UP leases plane for NOAH project with DOST
MANILA, Philippines - The University of the Philippines (UP) has allotted close to P55 million for the lease of an aircraft that will be used in the government’s comprehensive mapping project to identify hazard-prone areas in the country.
Based on an invitation to bid published Thursday in The STAR, the aircraft will fly for a total of 1,450 hours.
The UP said the lease contract costs P54,912,500.
Dan Saguil, acting director of the UP Supply and Property Management Office (SPMO) based in Diliman, Quezon City, said the aircraft would be used in one of the projects of the university’s Training Center for Applied Geodesy and Photogrammetry (TCAGP).

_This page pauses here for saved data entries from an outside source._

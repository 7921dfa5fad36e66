use std::fmt;

use chrono::{DateTime, Utc};
use serde::{Deserialize, Serialize};
use serde_json::Value;

#[derive(Debug, Clone, Copy, Default, Serialize, Deserialize, PartialEq, Eq, Hash)]
#[serde(rename_all = "snake_case")]
pub enum QueryMode {
    #[default]
    Answer,
    Visualizer,
}

impl QueryMode {
    pub fn as_str(self) -> &'static str {
        match self {
            QueryMode::Answer => "answer",
            QueryMode::Visualizer => "visualizer",
        }
    }

    pub fn parse(raw: &str) -> Option<Self> {
        match raw {
            "answer" => Some(QueryMode::Answer),
            "visualizer" => Some(QueryMode::Visualizer),
            _ => None,
        }
    }
}

impl fmt::Display for QueryMode {
    fn fmt(&self, f: &mut fmt::Formatter<'_>) -> fmt::Result {
        f.write_str(self.as_str())
    }
}

/// A user as reported by the auth service. Never mutated locally.
#[derive(Debug, Clone, Serialize, Deserialize, PartialEq)]
pub struct User {
    pub id: String,
    #[serde(default)]
    pub email: Option<String>,
    #[serde(default)]
    pub email_confirmed_at: Option<DateTime<Utc>>,
    pub created_at: DateTime<Utc>,
    #[serde(default)]
    pub updated_at: Option<DateTime<Utc>>,
    #[serde(default)]
    pub last_sign_in_at: Option<DateTime<Utc>>,
    #[serde(default)]
    pub user_metadata: Value,
}

impl User {
    pub fn email_confirmed(&self) -> bool {
        self.email_confirmed_at.is_some()
    }
}

/// What `/api/auth/check` exposes about a user. Carries no credential material.
#[derive(Debug, Clone, Serialize, Deserialize, PartialEq)]
pub struct UserPublicView {
    pub id: String,
    pub email: Option<String>,
    pub email_confirmed: bool,
    pub created_at: DateTime<Utc>,
    pub updated_at: Option<DateTime<Utc>>,
    pub last_sign_in: Option<DateTime<Utc>>,
    #[serde(default)]
    pub user_metadata: Value,
}

impl From<&User> for UserPublicView {
    fn from(user: &User) -> Self {
        Self {
            id: user.id.clone(),
            email: user.email.clone(),
            email_confirmed: user.email_confirmed(),
            created_at: user.created_at,
            updated_at: user.updated_at,
            last_sign_in: user.last_sign_in_at,
            user_metadata: user.user_metadata.clone(),
        }
    }
}

#[derive(Debug, Clone, PartialEq, Eq)]
pub struct Session {
    pub access_token: String,
    pub refresh_token: String,
    pub expires_at: DateTime<Utc>,
}

#[derive(Debug, Clone, Serialize, Deserialize, PartialEq)]
pub struct HistoryItem {
    pub id: i64,
    pub user_id: String,
    pub prompt: String,
    pub answer: String,
    pub mode: QueryMode,
    pub created_at: DateTime<Utc>,
}

#[derive(Debug, Clone)]
pub struct NewHistoryItem {
    pub user_id: String,
    pub prompt: String,
    pub answer: String,
    pub mode: QueryMode,
}

#[derive(Debug, Clone, Default)]
pub struct HistoryPage {
    pub items: Vec<HistoryItem>,
    pub total: u64,
}

#[derive(Debug, Clone, Copy, Serialize, Deserialize, PartialEq, Eq)]
pub struct Pagination {
    pub total: u64,
    pub page: u32,
    pub limit: u32,
    pub pages: u32,
}

impl Pagination {
    pub fn new(total: u64, page: u32, limit: u32) -> Self {
        let limit = limit.max(1);
        let pages = total.div_ceil(u64::from(limit));
        Self {
            total,
            page,
            limit,
            pages: u32::try_from(pages).unwrap_or(u32::MAX),
        }
    }

    pub fn has_more(&self) -> bool {
        self.page < self.pages
    }
}

#[derive(Debug, Clone, Serialize, Deserialize, PartialEq)]
pub struct HistoryListResponse {
    pub success: bool,
    pub data: Vec<HistoryItem>,
    pub pagination: Pagination,
}
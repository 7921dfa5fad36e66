use std::{env, net::SocketAddr};

use chrono::Duration;

use crate::session::SessionPolicy;

pub const DEFAULT_DEV_API_URL: &str = "http://localhost:8000/api/query";
pub const DEFAULT_PROD_API_URL: &str = "https://api.production-server.com/api/query";

const MAX_REFRESH_MARGIN_SEC: u64 = 86_400;

#[derive(Debug, Clone)]
pub struct AppConfig {
    pub http_bind: SocketAddr,
    pub site_url: String,
    pub auth_provider: String,
    pub supabase_url: Option<String>,
    pub supabase_anon_key: Option<String>,
    pub database_url: Option<String>,
    pub dev_api_url: String,
    pub prod_api_url: String,
    pub session_refresh_margin_sec: u64,
    pub secure_cookies: bool,
}

impl AppConfig {
    pub fn from_env() -> anyhow::Result<Self> {
        let port = env::var("PORT").unwrap_or_else(|_| "8080".to_owned());
        let http_bind = env::var("HTTP_BIND").unwrap_or_else(|_| format!("0.0.0.0:{port}"));
        let http_bind = http_bind.parse()?;

        Ok(Self {
            http_bind,
            site_url: env::var("SITE_URL")
                .map(|url| url.trim_end_matches('/').to_owned())
                .unwrap_or_else(|_| "http://localhost:3000".to_owned()),
            auth_provider: env::var("AUTH_PROVIDER").unwrap_or_else(|_| "auto".to_owned()),
            supabase_url: env_non_empty("SUPABASE_URL"),
            supabase_anon_key: env_non_empty("SUPABASE_ANON_KEY"),
            database_url: env_non_empty("DATABASE_URL"),
            dev_api_url: env::var("DEV_API_URL")
                .unwrap_or_else(|_| DEFAULT_DEV_API_URL.to_owned()),
            prod_api_url: env::var("PROD_API_URL")
                .unwrap_or_else(|_| DEFAULT_PROD_API_URL.to_owned()),
            session_refresh_margin_sec: env_u64("SESSION_REFRESH_MARGIN_SEC", 60),
            secure_cookies: env_bool("SECURE_COOKIES", false),
        })
    }

    pub fn session_policy(&self) -> SessionPolicy {
        let margin = self.session_refresh_margin_sec.min(MAX_REFRESH_MARGIN_SEC);
        SessionPolicy {
            refresh_margin: Duration::seconds(margin as i64),
            secure_cookies: self.secure_cookies,
        }
    }
}

fn env_non_empty(name: &str) -> Option<String> {
    env::var(name)
        .ok()
        .map(|raw| raw.trim().to_owned())
        .filter(|value| !value.is_empty())
}

fn env_bool(name: &str, default: bool) -> bool {
    env::var(name)
        .ok()
        .map(|raw| {
            matches!(
                raw.trim().to_ascii_lowercase().as_str(),
                "1" | "true" | "yes" | "on"
            )
        })
        .unwrap_or(default)
}

fn env_u64(name: &str, default: u64) -> u64 {
    env::var(name)
        .ok()
        .and_then(|raw| raw.trim().parse::<u64>().ok())
        .unwrap_or(default)
}
use std::sync::{Arc, Mutex, PoisonError, Weak};

use crate::types::QueryMode;

/// Signals exchanged between the independently mounted views.
#[derive(Debug, Clone, PartialEq, Eq)]
pub enum ViewEvent {
    /// A past question was picked; show it without querying again.
    LoadHistoryQuestion {
        prompt: String,
        answer: String,
        mode: QueryMode,
    },
    ResetMainContent,
}

type Listener<E> = Arc<dyn Fn(&E) + Send + Sync>;

struct Listeners<E> {
    next_id: u64,
    entries: Vec<(u64, Listener<E>)>,
}

/// Synchronous in-process publish/subscribe. Clones share listeners.
pub struct EventBus<E> {
    listeners: Arc<Mutex<Listeners<E>>>,
}

impl<E> Clone for EventBus<E> {
    fn clone(&self) -> Self {
        Self {
            listeners: self.listeners.clone(),
        }
    }
}

impl<E: 'static> Default for EventBus<E> {
    fn default() -> Self {
        Self::new()
    }
}

impl<E: 'static> EventBus<E> {
    pub fn new() -> Self {
        Self {
            listeners: Arc::new(Mutex::new(Listeners {
                next_id: 0,
                entries: Vec::new(),
            })),
        }
    }

    /// The listener stays registered until the returned handle is dropped.
    #[must_use = "dropping the subscription unsubscribes immediately"]
    pub fn subscribe(&self, listener: impl Fn(&E) + Send + Sync + 'static) -> Subscription {
        let mut listeners = self.listeners.lock().unwrap_or_else(PoisonError::into_inner);
        let id = listeners.next_id;
        listeners.next_id += 1;
        listeners.entries.push((id, Arc::new(listener)));

        let weak: Weak<Mutex<Listeners<E>>> = Arc::downgrade(&self.listeners);
        Subscription {
            unsubscribe: Some(Box::new(move || {
                if let Some(listeners) = weak.upgrade() {
                    listeners
                        .lock()
                        .unwrap_or_else(PoisonError::into_inner)
                        .entries
                        .retain(|(entry, _)| *entry != id);
                }
            })),
        }
    }

    /// Delivers `event` to every current listener and returns how many were
    /// reached. Listeners may subscribe or unsubscribe while being called.
    pub fn publish(&self, event: &E) -> usize {
        let snapshot = self
            .listeners
            .lock()
            .unwrap_or_else(PoisonError::into_inner)
            .entries
            .iter()
            .map(|(_, listener)| listener.clone())
            .collect::<Vec<_>>();
        for listener in &snapshot {
            listener(event);
        }
        snapshot.len()
    }

    pub fn listener_count(&self) -> usize {
        self.listeners
            .lock()
            .unwrap_or_else(PoisonError::into_inner)
            .entries
            .len()
    }
}

pub struct Subscription {
    unsubscribe: Option<Box<dyn FnOnce() + Send>>,
}

impl Drop for Subscription {
    fn drop(&mut self) {
        if let Some(unsubscribe) = self.unsubscribe.take() {
            unsubscribe();
        }
    }
}
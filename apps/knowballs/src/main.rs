use std::sync::Arc;

use knowballs_core::{
    auth::{AuthBackend, MockAuthBackend, SupabaseAuthBackend},
    config::AppConfig,
    gate::RouteRules,
    history::{HistoryService, HistoryStore, InMemoryHistoryStore, PostgresHistoryStore},
    http::{self, AppState},
    proxy::{InferenceProxy, UpstreamEndpoints},
};
use anyhow::bail;
use tokio::net::TcpListener;
use tracing::{info, warn};

#[tokio::main]
async fn main() -> anyhow::Result<()> {
    dotenvy::dotenv().ok();
    init_tracing();

    let config = AppConfig::from_env()?;

    let auth = build_auth_backend(&config)?;
    let history = build_history_store(&config).await?;
    let proxy = Arc::new(InferenceProxy::new(UpstreamEndpoints {
        dev: config.dev_api_url.clone(),
        prod: config.prod_api_url.clone(),
    }));
    info!(dev = %config.dev_api_url, prod = %config.prod_api_url, "inference endpoints configured");

    if !config.secure_cookies && config.site_url.starts_with("https://") {
        warn!("SITE_URL is https but SECURE_COOKIES is off; session cookies will not be marked Secure");
    }

    let app = http::router(AppState {
        auth,
        history: HistoryService::new(history),
        proxy,
        session_policy: config.session_policy(),
        routes: RouteRules::default(),
        site_url: config.site_url.clone(),
    });
    let listener = TcpListener::bind(config.http_bind).await?;
    info!("Knowballs HTTP API listening on {}", config.http_bind);

    axum::serve(listener, app).await?;
    Ok(())
}

fn init_tracing() {
    tracing_subscriber::fmt()
        .with_env_filter(tracing_subscriber::EnvFilter::from_default_env())
        .compact()
        .init();
}

fn build_auth_backend(config: &AppConfig) -> anyhow::Result<Arc<dyn AuthBackend>> {
    let supabase = || {
        config
            .supabase_url
            .clone()
            .zip(config.supabase_anon_key.clone())
            .map(|(url, key)| SupabaseAuthBackend::new(url, key))
    };

    let provider = config.auth_provider.to_lowercase();
    let backend: Arc<dyn AuthBackend> = match provider.as_str() {
        "supabase" => {
            let Some(backend) = supabase() else {
                bail!("AUTH_PROVIDER=supabase requires SUPABASE_URL and SUPABASE_ANON_KEY");
            };
            info!("using Supabase auth backend");
            Arc::new(backend)
        }
        "mock" => {
            warn!("AUTH_PROVIDER=mock; using in-process mock auth backend");
            Arc::new(MockAuthBackend::default())
        }
        other => {
            if other != "auto" {
                warn!(
                    provider = %other,
                    "unknown AUTH_PROVIDER value; valid values are auto|supabase|mock; falling back to auto"
                );
            }
            if let Some(backend) = supabase() {
                info!("using Supabase auth backend (auto mode)");
                Arc::new(backend)
            } else {
                warn!("No Supabase credentials configured; using mock auth backend");
                Arc::new(MockAuthBackend::default())
            }
        }
    };
    Ok(backend)
}

async fn build_history_store(config: &AppConfig) -> anyhow::Result<Arc<dyn HistoryStore>> {
    if let Some(database_url) = &config.database_url {
        let store = PostgresHistoryStore::connect(database_url).await?;
        info!("Connected to Postgres history store");
        Ok(Arc::new(store))
    } else {
        warn!("DATABASE_URL not set; using in-memory history store");
        Ok(Arc::new(InMemoryHistoryStore::default()))
    }
}

#[cfg(test)]
mod tests {
    use knowballs_core::config::AppConfig;

    use super::build_auth_backend;

    fn config(provider: &str, supabase: Option<(&str, &str)>) -> AppConfig {
        AppConfig {
            http_bind: "127.0.0.1:0".parse().expect("addr"),
            site_url: "http://localhost:3000".to_owned(),
            auth_provider: provider.to_owned(),
            supabase_url: supabase.map(|(url, _)| url.to_owned()),
            supabase_anon_key: supabase.map(|(_, key)| key.to_owned()),
            database_url: None,
            dev_api_url: "http://localhost:8000/api/query".to_owned(),
            prod_api_url: "http://localhost:8001/api/query".to_owned(),
            session_refresh_margin_sec: 60,
            secure_cookies: false,
        }
    }

    #[test]
    fn explicit_supabase_without_credentials_fails() {
        let error = build_auth_backend(&config("supabase", None))
            .err()
            .expect("missing credentials rejected");
        assert!(error.to_string().contains("SUPABASE_URL"));
    }

    #[test]
    fn supabase_with_credentials_builds() {
        let config = config("supabase", Some(("https://project.supabase.co", "anon")));
        assert!(build_auth_backend(&config).is_ok());
    }

    #[test]
    fn mock_and_auto_fall_back_without_credentials() {
        assert!(build_auth_backend(&config("mock", None)).is_ok());
        assert!(build_auth_backend(&config("auto", None)).is_ok());
        assert!(build_auth_backend(&config("bogus", None)).is_ok());
    }
}
pub mod api;
pub mod bus;
pub mod history_list;
pub mod main_view;
pub mod reset;
pub mod store;

use std::sync::Arc;

use tracing::debug;

use crate::types::QueryMode;

pub use api::{ApiClient, HistoryBackend, QueryBackend, SessionProbe};
pub use bus::{EventBus, Subscription, ViewEvent};
pub use history_list::{HistoryList, HistoryListState};
pub use main_view::{MainView, MainViewState, SearchOutcome};
pub use reset::{ComponentId, ResetGuard, ResetRegistry};
pub use store::{UiAction, UiState, UiStore};

pub const MAIN_VIEW: ComponentId = ComponentId("main-content");

pub struct ClientContext {
    pub bus: EventBus<ViewEvent>,
    pub store: UiStore,
    pub resets: ResetRegistry,
    pub main_view: MainView,
    pub history: HistoryList,
    _subscriptions: Vec<Subscription>,
    _main_reset: ResetGuard,
}

impl ClientContext {
    pub fn new<B>(backend: Arc<B>, initial_mode: QueryMode) -> Self
    where
        B: QueryBackend + HistoryBackend + 'static,
    {
        let bus = EventBus::new();
        let resets = ResetRegistry::default();
        let main_view = MainView::new(backend.clone(), initial_mode);
        let history = HistoryList::new(backend);

        let subscriptions = vec![main_view.attach(&bus), history.attach(&bus)];
        let view = main_view.clone();
        let main_reset = resets.register(MAIN_VIEW, move || view.reset());

        Self {
            bus,
            store: UiStore::default(),
            resets,
            main_view,
            history,
            _subscriptions: subscriptions,
            _main_reset: main_reset,
        }
    }

    /// The sidebar's "new question" action.
    pub fn new_question(&self) {
        let reset = self.resets.reset_all();
        let reached = self.bus.publish(&ViewEvent::ResetMainContent);
        debug!(reset, reached, "new question");
        self.store.dispatch(UiAction::NewQuestion);
    }

    pub fn select_history_item(&self, id: i64) -> bool {
        let selected = self.history.select(id, &self.bus);
        if selected && self.store.state().is_mobile {
            self.store.dispatch(UiAction::SetSidebarOpen(false));
        }
        selected
    }
}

The pre-bid conference for the aircraft lease is set on May 30 at the SPMO conference room.
TCAGP director Ariel Blanco said the aircraft would be used in the Disaster Risk and Exposure Assessment for Mitigation (DREAM), a two-year partnership project of the university and the Department of Science and Technology (DOST).
Blanco, who also chairs the UP Department of Geodetic Engineering, said the budget for the lease would be taken from the P1.2 billion allotted by the DOST to the university. He clarified that the funds came from the national government and not from the university.
The DREAM program was among the eight components of DOST’s Project NOAH (Nationwide Operational Assessment of Hazards), the country’s flagship program in disaster mitigation.
Project NOAH seeks to harness technologies and management services for disaster risk reduction activities offered by the DOST in partnership with the UP National Institute of Geological Sciences and the UP College of Engineering.
Other components focus on the distribution of rain gauges, geohazard mapping, coastal hazard and storm surge assessment and mitigation, and development of flood information network, Doppler radar systems, landslide sensors, and a system to disseminate weather hazard information.
Third plane
The aircraft will be the third for the DREAM program. In November, two light planes were launched from Clark Airbase in Pampanga to scan the country’s major river basins.
DOST Sec. Mario Montejo earlier said the project would determine areas that are prone to flooding and other natural hazards.
Program leader Enrico Paringit said the program would use the state-of-the-art Light Detection and Ranging (LiDAR) instruments to obtain 3D datasets that will be the basis for a reliable, detailed, and up-to-date flood hazard models.
“The maps that will be generated by the DREAM will be very beneficial for government agencies,†Paringit said.
UP to bid out dorm support services
Meanwhile, the UP SPMO announced the bidding for the master lessee who will operate and manage the support services in the two buildings of the UP Centennial Dormitory.
In a separate invitation to bid, also published Thursday in The STAR, the winning bidder would have a five-year contract agreement with the university.